= John Dundee =

John Wharry Dundee OBE, (8 Nov 1921 - 1 Dec 1991) was an anaesthetist and prolific medical researcher from Ballyclare, County Antrim, Northern Ireland.

==Biography==
===Early life===
Dundee was born the eldest son of a farmer, near Ballyclare, County Antrim, Northern Ireland. He was educated at Ballyclare High School, studied medicine at Queen's University Belfast, and undertook postgraduate studies at Liverpool, Oxford and Philadelphia. He graduated with a PhD from Liverpool University in 1957.

===Career highlights===
Dundee founded the Department of Anaesthetics at Queen's University Belfast in 1958. He was appointed Professor of Anaesthetics there in 1964—a post he held until his retirement in 1987. He worked as an anaesthetist in the Royal Victoria Hospital of Belfast, was a Fellow of the Faculty of Anaesthetists of the Royal College of Surgeons, and was Dean of the Faculty of Anaesthetists at the Royal College of Surgeons in Ireland. He presented the Joseph Clover Lecture in 1988.

A frequent international traveller, Dundee developed a great interest in acupuncture. One of his most notable achievements was the discovery that appropriate use of acupressure can provide relief of morning sickness in pregnant women. His 1988 report on this work, published in the Journal of the Royal Society of Medicine, demonstrates significant reduction of nausea and vomiting in a controlled trial.

Dundee originated many anaesthetic techniques which remain in use, and his extensive writings on the subject continue to be consulted. He was a principal researcher of the human and veterinary anaesthetic ketamine and assisted in the development of intravenous anaesthesia. He also assisted with the development of cyclomorph, a preparation combining morphine and cyclizine.

His "service to medicine in Northern Ireland" was acknowledged by the award of the Order of the British Empire in the 1989 New Year's Honours List. That year, he was also the first anaesthetist to be elected President of the Royal Academy of Medicine in Ireland. After his retirement, he was appointed Professor Emeritus and continued to undertake research into acupressure as an anti-emetic until his death, work which was sponsored by the Friends of Montgomery House, Belfast.
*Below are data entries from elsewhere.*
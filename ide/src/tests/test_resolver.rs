use engine::{Overlay, TypeKey};

use crate::resolver::{Context, resolve};
use crate::tests::common::{collect, lex, registry, registry_with_questions, resolve_at};

#[test]
fn empty_input_is_top_level() {
    let registry = registry();
    let resolution = resolve_at(&registry, "", 0);
    assert_eq!(resolution.context, Context::TopLevel);
    assert!(resolution.doc.is_none());
}

#[test]
fn member_context_strips_to_the_result_type() {
    // `q1.` resolves to q1's classified type stripped of its member prefix:
    // the question namespace (union common, applied by the suggestion side).
    let registry = registry_with_questions(&["q1"]);
    let text = "q1.";
    let resolution = resolve_at(&registry, text, text.len() as u32);
    assert_eq!(resolution.context, Context::Members(TypeKey::Question));
    let doc = resolution.doc.unwrap();
    assert_eq!(doc.name, "q1");
    assert_eq!(doc.ty, TypeKey::Question);
}

#[test]
fn member_context_from_local_symbol_type() {
    let registry = registry();
    let overlay = collect("Dim total As number");
    let text = "total.";
    let tokens = lex(&registry, text, &overlay);
    let resolution = resolve(text, &tokens, text.len() as u32, &registry);
    assert_eq!(resolution.context, Context::Members(TypeKey::Number));
}

#[test]
fn member_context_through_partial_member_word() {
    let registry = registry();
    let overlay = collect("Dim name As text");
    let text = "name.Le";
    let tokens = lex(&registry, text, &overlay);
    let resolution = resolve(text, &tokens, text.len() as u32, &registry);
    assert_eq!(resolution.context, Context::Members(TypeKey::Text));
}

#[test]
fn closed_paren_scope_takes_the_owner_type() {
    let registry = registry();
    let text = "Abs(3).";
    let resolution = resolve_at(&registry, text, text.len() as u32);
    assert_eq!(resolution.context, Context::Members(TypeKey::Number));
}

#[test]
fn closed_brace_scope_is_a_set() {
    let registry = registry();
    let text = "{1 To 5}.";
    let resolution = resolve_at(&registry, text, text.len() as u32);
    assert_eq!(resolution.context, Context::Members(TypeKey::List));
}

#[test]
fn moonwalk_finds_governing_reference_across_one_operator() {
    // Cursor inside the set literal, right after `1 `: the `To` inside the
    // braces does not count, `Has` is the single intervening operator.
    let registry = registry_with_questions(&["refA"]);
    let text = "refA Has {1 To 5}";
    let cursor = text.find("1 ").unwrap() as u32 + 2;
    let resolution = resolve_at(&registry, text, cursor);
    assert_eq!(resolution.context, Context::Members(TypeKey::Question));
    assert_eq!(resolution.doc.unwrap().name, "refA");
}

#[test]
fn moonwalk_counts_in_set_operators_only_after_crossing_the_opener() {
    // Typing after `5 `: both `To` and the earlier tokens are inside the set.
    let registry = registry_with_questions(&["refA"]);
    let text = "refA Has {1 To 5 ";
    let resolution = resolve_at(&registry, text, text.len() as u32);
    assert_eq!(resolution.context, Context::Members(TypeKey::Question));
    assert_eq!(resolution.doc.unwrap().name, "refA");
}

#[test]
fn moonwalk_fails_past_two_operators() {
    let registry = registry_with_questions(&["refA"]);
    let text = "refA Has 1 And ";
    let resolution = resolve_at(&registry, text, text.len() as u32);
    assert_eq!(resolution.context, Context::TopLevel);
    assert!(resolution.doc.is_none());
}

#[test]
fn moonwalk_fails_when_cursor_sits_on_the_reference() {
    // The walk's first step landing on a reference means the cursor itself
    // extends it; no governing lookup applies.
    let registry = registry_with_questions(&["refA"]);
    let text = "refA ";
    let resolution = resolve_at(&registry, text, text.len() as u32);
    assert_eq!(resolution.context, Context::TopLevel);
}

#[test]
fn moonwalk_fails_on_closing_punctuation() {
    let registry = registry_with_questions(&["refA"]);
    let text = "refA Has {1 To 5} ";
    let resolution = resolve_at(&registry, text, text.len() as u32);
    assert_eq!(resolution.context, Context::TopLevel);
}

#[test]
fn moonwalk_fails_on_disallowed_kinds() {
    let registry = registry_with_questions(&["refA"]);
    let text = "refA Has If ";
    let resolution = resolve_at(&registry, text, text.len() as u32);
    assert_eq!(resolution.context, Context::TopLevel);
}

#[test]
fn moonwalk_terminates_on_long_operator_chains() {
    // Termination is bounded by the token count; a long pathological input
    // must resolve (to top level) rather than hang.
    let registry = registry_with_questions(&["refA"]);
    let mut text = String::from("refA ");
    for _ in 0..500 {
        text.push_str("+ 1 ");
    }
    let resolution = resolve_at(&registry, &text, text.len() as u32);
    assert_eq!(resolution.context, Context::TopLevel);
}

#[test]
fn delimited_references_also_govern() {
    let registry = registry();
    let text = "%age of respondent% Has {1 ";
    let resolution = resolve_at(&registry, text, text.len() as u32);
    assert_eq!(resolution.context, Context::Members(TypeKey::Question));
    assert_eq!(resolution.doc.unwrap().name, "age of respondent");
}

#[test]
fn uses_line_resolves_to_modules() {
    let registry = registry();
    let text = "Uses ma";
    let resolution = resolve_at(&registry, text, text.len() as u32);
    assert_eq!(resolution.context, Context::Modules);

    // Other lines are unaffected.
    let text = "Uses math\nAbs";
    let resolution = resolve_at(&registry, text, text.len() as u32);
    assert_ne!(resolution.context, Context::Modules);
}

#[test]
fn cursor_off_a_utf8_boundary_does_not_panic() {
    let registry = registry();
    // Byte 6 sits inside the two-byte é; resolution must stay total.
    let text = "Uses é";
    let resolution = resolve_at(&registry, text, 6);
    assert_eq!(resolution.context, Context::Modules);
}

#[test]
fn doc_target_carries_dictionary_descriptions() {
    let registry = registry();
    let overlay = Overlay::default();
    let text = "Abs.";
    let tokens = lex(&registry, text, &overlay);
    let resolution = resolve(text, &tokens, text.len() as u32, &registry);
    let doc = resolution.doc.unwrap();
    assert_eq!(doc.name, "Abs");
    assert_eq!(doc.doc.as_deref(), Some("Absolute value of a number."));
}
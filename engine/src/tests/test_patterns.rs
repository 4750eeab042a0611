use crate::tests::common::registry;
use crate::{PatternSet, TypeKey};

#[test]
fn statement_partition_feeds_word_sets() {
    let registry = registry();
    let set = PatternSet::compile(&registry);

    assert!(set.opening.contains("if"));
    assert!(set.opening.contains("FOR"));
    assert!(set.middle.contains("Else"));
    assert!(set.closing.contains("endif"));
    assert!(set.declaration.contains("dim"));
    assert!(set.label_consumer.contains("goto"));
    assert!(set.statements.contains("return"));

    // A keyword lives in exactly one class.
    assert!(!set.statements.contains("if"));
    assert!(!set.opening.contains("endif"));
}

#[test]
fn word_operators_exclude_symbolic_ones() {
    let registry = registry();
    let set = PatternSet::compile(&registry);

    assert!(set.operators.contains("and"));
    assert!(set.operators.contains("Has"));
    assert!(set.operators.contains("to"));
    // `<=` is matched structurally by the lexer, not by the word set.
    assert!(!set.operators.contains("<="));
}

#[test]
fn lookups_are_case_insensitive_and_typed() {
    let registry = registry();
    let set = PatternSet::compile(&registry);

    assert_eq!(set.builtin("abs"), Some(TypeKey::Number));
    assert_eq!(set.builtin("ABS"), Some(TypeKey::Number));
    assert_eq!(set.builtin("nope"), None);
    assert_eq!(set.constant("true"), Some(TypeKey::Number));
    assert_eq!(set.type_name("text"), Some(TypeKey::Text));
    assert_eq!(set.type_name("any"), Some(TypeKey::Any));
}

#[test]
fn member_union_widens_conflicting_result_types() {
    let registry = registry();
    let set = PatternSet::compile(&registry);

    // `Year` only exists on date.
    assert_eq!(set.member("year"), Some(TypeKey::Number));
    // `Sum` is number-valued on list; `Upper` text-valued on text.
    assert_eq!(set.member("upper"), Some(TypeKey::Text));
    // `First` on list is any-valued.
    assert_eq!(set.member("first"), Some(TypeKey::Any));
    assert_eq!(set.member("missing"), None);
}
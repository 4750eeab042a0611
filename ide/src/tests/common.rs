//! Shared test helpers: registries with sample question references and a
//! small lex-then-resolve harness.

use engine::{
    Collector, Lexer, Overlay, PatternSet, RawEntry, Registry, Token, default_dictionary,
};

use crate::resolver::{Resolution, resolve};

pub fn registry() -> Registry {
    engine::default_registry()
}

/// Default registry plus `question`-kind entries for the given names.
pub fn registry_with_questions(names: &[&str]) -> Registry {
    let mut raw = default_dictionary();
    for name in names {
        raw.questions.push(RawEntry {
            kind: Some("question".into()),
            result_type: Some("question".into()),
            ..RawEntry::named(name)
        });
    }
    Registry::build(raw)
}

pub fn lex(registry: &Registry, text: &str, overlay: &Overlay) -> Vec<Token> {
    let patterns = PatternSet::compile(registry);
    let mut lexer = Lexer::new(&patterns);
    lexer.tokenize(text, overlay)
}

pub fn resolve_at(registry: &Registry, text: &str, cursor: u32) -> Resolution {
    let tokens = lex(registry, text, &Overlay::default());
    resolve(text, &tokens, cursor, registry)
}

pub fn collect(text: &str) -> Overlay {
    Collector::new().collect(text)
}
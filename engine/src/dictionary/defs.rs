//! Compiled-in default definitions for the script language.
//!
//! Structural data lives in [`default_dictionary`]; human-readable
//! descriptions live in [`default_locale`] and are merged over the structural
//! entries through the typed merge, the same path a host-supplied locale
//! overlay takes.
//!
//! Block-flag convention (see [`BlockRole::from_flags`](super::BlockRole)):
//! a keyword that will later be closed carries `closes_block`, a keyword that
//! closes an earlier block carries `opens_block`, a branch keyword carries
//! both.

use std::collections::BTreeMap;

use super::raw::{RawArg, RawDictionary, RawEntry, RawModule};

fn statement(name: &str) -> RawEntry {
    RawEntry {
        kind: Some("statement".into()),
        ..RawEntry::named(name)
    }
}

fn opening(name: &str) -> RawEntry {
    RawEntry {
        closes_block: Some(true),
        ..statement(name)
    }
}

fn middle(name: &str) -> RawEntry {
    RawEntry {
        opens_block: Some(true),
        closes_block: Some(true),
        ..statement(name)
    }
}

fn closing(name: &str) -> RawEntry {
    RawEntry {
        opens_block: Some(true),
        ..statement(name)
    }
}

fn operator(name: &str) -> RawEntry {
    RawEntry {
        kind: Some("operator".into()),
        result_type: Some("number".into()),
        ..RawEntry::named(name)
    }
}

fn arg(name: &str, ty: &str) -> RawArg {
    RawArg {
        name: Some(name.into()),
        ty: Some(ty.into()),
        ..RawArg::default()
    }
}

fn opt_arg(name: &str, ty: &str) -> RawArg {
    RawArg {
        optional: Some(true),
        ..arg(name, ty)
    }
}

fn rep_arg(name: &str, ty: &str) -> RawArg {
    RawArg {
        repeatable: Some(true),
        ..arg(name, ty)
    }
}

fn function(name: &str, result: &str, args: Vec<RawArg>) -> RawEntry {
    RawEntry {
        kind: Some("function".into()),
        result_type: Some(result.into()),
        args,
        ..RawEntry::named(name)
    }
}

fn constant(name: &str, result: &str) -> RawEntry {
    RawEntry {
        kind: Some("constant".into()),
        result_type: Some(result.into()),
        ..RawEntry::named(name)
    }
}

fn property(name: &str, result: &str) -> RawEntry {
    RawEntry {
        kind: Some("property".into()),
        result_type: Some(result.into()),
        ..RawEntry::named(name)
    }
}

fn method(name: &str, result: &str, args: Vec<RawArg>) -> RawEntry {
    RawEntry {
        kind: Some("method".into()),
        result_type: Some(result.into()),
        args,
        ..RawEntry::named(name)
    }
}

fn snippet(name: &str, body: &str) -> RawEntry {
    RawEntry {
        kind: Some("snippet".into()),
        body: Some(body.into()),
        ..RawEntry::named(name)
    }
}

/// Structural defaults: keywords, operators, builtins, members, snippets.
pub fn default_dictionary() -> RawDictionary {
    let statements = vec![
        opening("If"),
        statement("Then"),
        middle("Else"),
        middle("ElseIf"),
        closing("EndIf"),
        opening("For"),
        closing("Next"),
        opening("While"),
        closing("EndWhile"),
        opening("Select"),
        middle("Case"),
        closing("EndSelect"),
        opening("Function"),
        closing("EndFunction"),
        RawEntry {
            declares_symbol: Some(true),
            ..statement("Dim")
        },
        statement("As"),
        RawEntry {
            uses_label: Some(true),
            ..statement("Goto")
        },
        statement("Return"),
        statement("Exit"),
        statement("Uses"),
        RawEntry {
            preferred_alternative: Some("Goto".into()),
            uses_label: Some(true),
            ..statement("Gosub")
        },
    ];

    let operators = vec![
        operator("And"),
        operator("Or"),
        operator("Not"),
        operator("Has"),
        operator("Mod"),
        // `To` is the range operator inside `{...}` set literals.
        operator("To"),
        operator("+"),
        operator("-"),
        operator("*"),
        operator("/"),
        operator("^"),
        operator("="),
        operator("<>"),
        operator("<"),
        operator("<="),
        operator(">"),
        operator(">="),
        operator("&"),
    ];

    let builtins = vec![
        function("Abs", "number", vec![arg("value", "number")]),
        function("Round", "number", vec![arg("value", "number"), opt_arg("digits", "number")]),
        function("Min", "number", vec![rep_arg("value", "number")]),
        function("Max", "number", vec![rep_arg("value", "number")]),
        function("Sum", "number", vec![arg("values", "list")]),
        RawEntry {
            version: Some("2.1".into()),
            module: Some("math".into()),
            ..function("Median", "number", vec![arg("values", "list")])
        },
        function("Len", "number", vec![arg("value", "text")]),
        RawEntry {
            preferred_alternative: Some("Len".into()),
            ..function("Length", "number", vec![arg("value", "text")])
        },
        function("Str", "text", vec![arg("value", "number")]),
        function("Val", "number", vec![arg("value", "text")]),
        function("Trim", "text", vec![arg("value", "text")]),
        function("Upper", "text", vec![arg("value", "text")]),
        function("Lower", "text", vec![arg("value", "text")]),
        function("Now", "date", vec![]),
        function("Today", "date", vec![]),
        RawEntry {
            version: Some("2.1".into()),
            ..function("DateAdd", "date", vec![
                arg("value", "date"),
                arg("unit", "text"),
                arg("count", "number"),
            ])
        },
        // Loop helper: the first string argument declares a numeric counter.
        function("Repeat", "number", vec![
            arg("counter", "text"),
            arg("from", "number"),
            arg("to", "number"),
        ]),
        function("Size", "list", vec![arg("values", "list")]),
    ];

    let constants = vec![
        constant("True", "number"),
        constant("False", "number"),
        constant("Null", "any"),
        RawEntry {
            version: Some("1.4".into()),
            module: Some("math".into()),
            ..constant("Pi", "number")
        },
    ];

    let mut members = BTreeMap::new();
    members.insert(
        "common".to_string(),
        vec![
            property("Value", "any"),
            property("Label", "text"),
            method("Format", "text", vec![arg("pattern", "text")]),
        ],
    );
    members.insert(
        "number".to_string(),
        vec![
            method("Floor", "number", vec![]),
            method("Ceil", "number", vec![]),
            method("ToText", "text", vec![]),
        ],
    );
    members.insert(
        "text".to_string(),
        vec![
            property("Length", "number"),
            method("Upper", "text", vec![]),
            method("Lower", "text", vec![]),
            method("Contains", "number", vec![arg("needle", "text")]),
            method("Substring", "text", vec![arg("start", "number"), opt_arg("count", "number")]),
        ],
    );
    members.insert(
        "date".to_string(),
        vec![
            property("Year", "number"),
            property("Month", "number"),
            property("Day", "number"),
            method("AddDays", "date", vec![arg("count", "number")]),
        ],
    );
    members.insert(
        "list".to_string(),
        vec![
            property("Count", "number"),
            property("First", "any"),
            property("Last", "any"),
            method("Sort", "list", vec![]),
            method("Sum", "number", vec![]),
        ],
    );
    members.insert(
        "question".to_string(),
        vec![
            property("Answers", "list"),
            property("AnswerCount", "number"),
            property("IsAnswered", "number"),
            property("Shortcut", "text"),
        ],
    );

    let snippets = vec![
        snippet("ifblock", "If ${1:condition} Then\n\t$0\nEndIf"),
        snippet("forloop", "For ${1:counter} = ${2:start} To ${3:end}\n\t$0\nNext"),
        snippet("whileloop", "While ${1:condition}\n\t$0\nEndWhile"),
    ];

    let modules = vec![
        RawModule {
            name: Some("core".into()),
            ..RawModule::default()
        },
        RawModule {
            name: Some("math".into()),
            deps: vec!["core".into()],
            ..RawModule::default()
        },
        RawModule {
            name: Some("text".into()),
            deps: vec!["core".into()],
            ..RawModule::default()
        },
        RawModule {
            name: Some("survey".into()),
            deps: vec!["core".into(), "math".into()],
            ..RawModule::default()
        },
    ];

    RawDictionary {
        versions: vec!["1.0".into(), "1.4".into(), "2.1".into()],
        statements,
        operators,
        builtins,
        constants,
        questions: Vec::new(),
        members,
        snippets,
        modules,
    }
}

fn doc(name: &str, text: &str) -> RawEntry {
    RawEntry {
        doc: Some(text.into()),
        ..RawEntry::named(name)
    }
}

/// Description overlay merged over [`default_dictionary`].
pub fn default_locale() -> RawDictionary {
    RawDictionary {
        statements: vec![
            doc("If", "Starts a conditional block, closed by EndIf."),
            doc("Dim", "Declares a local variable, optionally typed with As."),
            doc("Goto", "Jumps to a declared label."),
            doc("Uses", "Imports a module into the current script."),
        ],
        operators: vec![
            doc("Has", "True when the left-hand reference contains the right-hand set."),
            doc("To", "Range operator inside a set literal, e.g. {1 To 5}."),
        ],
        builtins: vec![
            doc("Abs", "Absolute value of a number."),
            doc("Len", "Number of characters in a text value."),
            doc("Repeat", "Runs a block once per counter value; declares the counter."),
        ],
        constants: vec![doc("Null", "The absent value.")],
        ..RawDictionary::default()
    }
}
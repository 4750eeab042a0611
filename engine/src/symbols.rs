//! Document symbol collection.
//!
//! Scans the full document text (on a trailing debounce, host-driven) to
//! harvest locally declared variables, labels, and function signatures, and
//! feeds them back into the lexer as a mutable overlay dictionary. Each pass
//! fully replaces the previous overlay table.

use std::collections::HashMap;
use std::time::{Duration, Instant};

use regex::Regex;

use crate::dictionary::{ArgSpec, TypeKey};

/// Default trailing-debounce delay between the last edit and a rescan.
pub const DEFAULT_DEBOUNCE: Duration = Duration::from_millis(50);

#[derive(Debug, Clone, Copy, PartialEq, Eq)]
pub enum SymbolKind {
    Variable,
    Label,
    Function,
}

/// A symbol discovered in the current document, layered over the registry.
#[derive(Debug, Clone, PartialEq, Eq)]
pub struct OverlaySymbol {
    pub name: String,
    pub ty: TypeKey,
    pub kind: SymbolKind,
    pub args: Vec<ArgSpec>,
}

/// The overlay dictionary: locally declared variables, labels, and functions,
/// keyed by lowercase name.
#[derive(Debug, Clone, Default, PartialEq)]
pub struct Overlay {
    variables: HashMap<String, OverlaySymbol>,
    labels: HashMap<String, OverlaySymbol>,
    functions: HashMap<String, OverlaySymbol>,
}

impl Overlay {
    pub fn variable(&self, name: &str) -> Option<&OverlaySymbol> {
        self.variables.get(&name.to_lowercase())
    }

    pub fn label(&self, name: &str) -> Option<&OverlaySymbol> {
        self.labels.get(&name.to_lowercase())
    }

    pub fn function(&self, name: &str) -> Option<&OverlaySymbol> {
        self.functions.get(&name.to_lowercase())
    }

    pub fn variables(&self) -> impl Iterator<Item = &OverlaySymbol> {
        self.variables.values()
    }

    pub fn labels(&self) -> impl Iterator<Item = &OverlaySymbol> {
        self.labels.values()
    }

    pub fn functions(&self) -> impl Iterator<Item = &OverlaySymbol> {
        self.functions.values()
    }

    pub fn is_empty(&self) -> bool {
        self.variables.is_empty() && self.labels.is_empty() && self.functions.is_empty()
    }

    /// Records a variable observation. Conflicting inferred types widen to
    /// `Any` and never narrow back (monotone).
    fn observe_variable(&mut self, name: &str, ty: TypeKey) {
        let key = name.to_lowercase();
        match self.variables.get_mut(&key) {
            Some(existing) => {
                if existing.ty != ty {
                    existing.ty = TypeKey::Any;
                }
            }
            None => {
                self.variables.insert(
                    key,
                    OverlaySymbol {
                        name: name.to_string(),
                        ty,
                        kind: SymbolKind::Variable,
                        args: Vec::new(),
                    },
                );
            }
        }
    }
}

/// Full-document scanner, regexes compiled once.
#[derive(Debug)]
pub struct Collector {
    dim_re: Regex,
    loop_re: Regex,
    func_re: Regex,
    label_re: Regex,
}

impl Default for Collector {
    fn default() -> Self {
        Self::new()
    }
}

impl Collector {
    pub fn new() -> Collector {
        // The patterns are fixed strings; construction cannot fail.
        Collector {
            dim_re: Regex::new(
                r"(?im)^\s*dim\s+([A-Za-z_][A-Za-z0-9_]*)(?:\s+as\s+([A-Za-z_][A-Za-z0-9_]*))?",
            )
            .unwrap(),
            loop_re: Regex::new(r#"(?i)\brepeat\s*\(\s*"([A-Za-z_][A-Za-z0-9_]*)""#).unwrap(),
            func_re: Regex::new(
                r"(?im)^\s*function\s+([A-Za-z_][A-Za-z0-9_]*)\s*\(([^)]*)\)",
            )
            .unwrap(),
            label_re: Regex::new(r"(?m)^\s*([A-Za-z_][A-Za-z0-9_]*):[ \t]*$").unwrap(),
        }
    }

    /// Scans `text` and returns a fresh overlay table.
    pub fn collect(&self, text: &str) -> Overlay {
        let mut overlay = Overlay::default();

        // Explicit declarations: `Dim name [As type]`.
        for caps in self.dim_re.captures_iter(text) {
            let name = &caps[1];
            let ty = caps
                .get(2)
                .and_then(|m| TypeKey::parse(m.as_str()))
                .unwrap_or(TypeKey::Any);
            overlay.observe_variable(name, ty);
        }

        // Loop helpers: `Repeat("i", ...)` declares a numeric counter.
        for caps in self.loop_re.captures_iter(text) {
            overlay.observe_variable(&caps[1], TypeKey::Number);
        }

        // Function headers: the function itself plus its typed parameters.
        for caps in self.func_re.captures_iter(text) {
            let name = caps[1].to_string();
            let args = parse_params(&caps[2]);
            for arg in &args {
                overlay.observe_variable(&arg.name, arg.ty);
            }
            overlay.functions.insert(
                name.to_lowercase(),
                OverlaySymbol {
                    name,
                    ty: TypeKey::Any,
                    kind: SymbolKind::Function,
                    args,
                },
            );
        }

        // Label-declaration lines: `name:` alone on a line.
        for caps in self.label_re.captures_iter(text) {
            let name = caps[1].to_string();
            overlay.labels.insert(
                name.to_lowercase(),
                OverlaySymbol {
                    name,
                    ty: TypeKey::Any,
                    kind: SymbolKind::Label,
                    args: Vec::new(),
                },
            );
        }

        tracing::debug!(
            variables = overlay.variables.len(),
            labels = overlay.labels.len(),
            functions = overlay.functions.len(),
            "collected overlay symbols"
        );
        overlay
    }
}

/// Parses `a As number, b As text, c` parameter lists.
fn parse_params(raw: &str) -> Vec<ArgSpec> {
    raw.split(',')
        .filter_map(|piece| {
            let piece = piece.trim();
            if piece.is_empty() {
                return None;
            }
            let mut words = piece.split_whitespace();
            let name = words.next()?.to_string();
            if !name.chars().next().is_some_and(|c| c.is_alphabetic() || c == '_') {
                return None;
            }
            let ty = match (words.next(), words.next()) {
                (Some(kw), Some(ty)) if kw.eq_ignore_ascii_case("as") => {
                    TypeKey::parse(ty).unwrap_or(TypeKey::Any)
                }
                _ => TypeKey::Any,
            };
            Some(ArgSpec {
                name,
                ty,
                optional: false,
                repeatable: false,
            })
        })
        .collect()
}

/// Trailing debounce for the collector: every edit cancels and reschedules
/// the deadline; the host polls [`Debounce::fire`] from its event loop.
#[derive(Debug, Clone)]
pub struct Debounce {
    delay: Duration,
    deadline: Option<Instant>,
}

impl Default for Debounce {
    fn default() -> Self {
        Self::new(DEFAULT_DEBOUNCE)
    }
}

impl Debounce {
    pub fn new(delay: Duration) -> Debounce {
        Debounce {
            delay,
            deadline: None,
        }
    }

    /// Cancel-and-reschedule on an edit.
    pub fn note_edit(&mut self, now: Instant) {
        self.deadline = Some(now + self.delay);
    }

    /// True once per elapsed deadline; a rescan that has started is never
    /// cancelled, a new edit merely schedules the next one.
    pub fn fire(&mut self, now: Instant) -> bool {
        match self.deadline {
            Some(deadline) if now >= deadline => {
                self.deadline = None;
                true
            }
            _ => false,
        }
    }

    pub fn is_pending(&self) -> bool {
        self.deadline.is_some()
    }
}
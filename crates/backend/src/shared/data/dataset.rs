use contracts::domain::a001_order_item::OrderItem;
use once_cell::sync::OnceCell;

/// Order items loaded once at startup, read-only afterwards
static DATASET: OnceCell<Vec<OrderItem>> = OnceCell::new();

pub fn initialize_dataset(items: Vec<OrderItem>) -> anyhow::Result<()> {
    DATASET
        .set(items)
        .map_err(|_| anyhow::anyhow!("dataset is already initialized"))
}

/// `None` until [`initialize_dataset`] has run
pub fn get_dataset() -> Option<&'static [OrderItem]> {
    DATASET.get().map(Vec::as_slice)
}
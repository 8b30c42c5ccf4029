use std::path::PathBuf;
use tracing_subscriber::{layer::SubscriberExt, util::SubscriberInitExt};

/// Инициализация системы трассировки (tracing)
///
/// Логи пишутся в:
/// - stdout (с цветами)
/// - logs/backend.log рядом с исполняемым файлом (без цветов)
pub fn initialize() -> anyhow::Result<()> {
    let log_dir = log_directory();

    std::fs::create_dir_all(&log_dir).map_err(|e| {
        anyhow::anyhow!("Cannot create log directory {}: {}", log_dir.display(), e)
    })?;

    let log_file_path = log_dir.join("backend.log");
    let log_file = std::fs::OpenOptions::new()
        .create(true)
        .append(true)
        .open(&log_file_path)
        .map_err(|e| anyhow::anyhow!("Cannot open log file {}: {}", log_file_path.display(), e))?;

    let log_level = std::env::var("RUST_LOG").unwrap_or_else(|_| "info".into());

    tracing_subscriber::registry()
        .with(tracing_subscriber::EnvFilter::new(&log_level))
        .with(tracing_subscriber::fmt::layer())
        .with(
            tracing_subscriber::fmt::layer()
                .with_writer(std::sync::Arc::new(log_file))
                .with_ansi(false),
        )
        .init();

    tracing::info!(
        "Tracing initialized (level: {}, file: {})",
        log_level,
        log_file_path.display()
    );

    Ok(())
}

/// `logs` next to the executable, `target/logs` if the exe path is unknown
fn log_directory() -> PathBuf {
    std::env::current_exe()
        .ok()
        .and_then(|exe_path| exe_path.parent().map(|dir| dir.join("logs")))
        .unwrap_or_else(|| std::path::Path::new("target").join("logs"))
}
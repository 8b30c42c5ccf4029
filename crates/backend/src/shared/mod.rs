pub mod analytics;
pub mod config;
pub mod data;
pub mod format;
Besides receiving international awards and accolades in medicine, Dundee also held an internationally prestigious musical qualification (Associate of Trinity College London (ATCL). As a medical student, he had been an organist at Raloo Church near Larne. He continued to play the instrument in later life at church services throughout Northern Ireland, and he also sang in the choir at Windsor Presbyterian Church, Belfast. At various times, he was superintendent of Windsor Mission and a member of the board of Belfast City Mission. From 1985 to 1987, he was President of the Christian Medical Fellowship of UK and Ireland.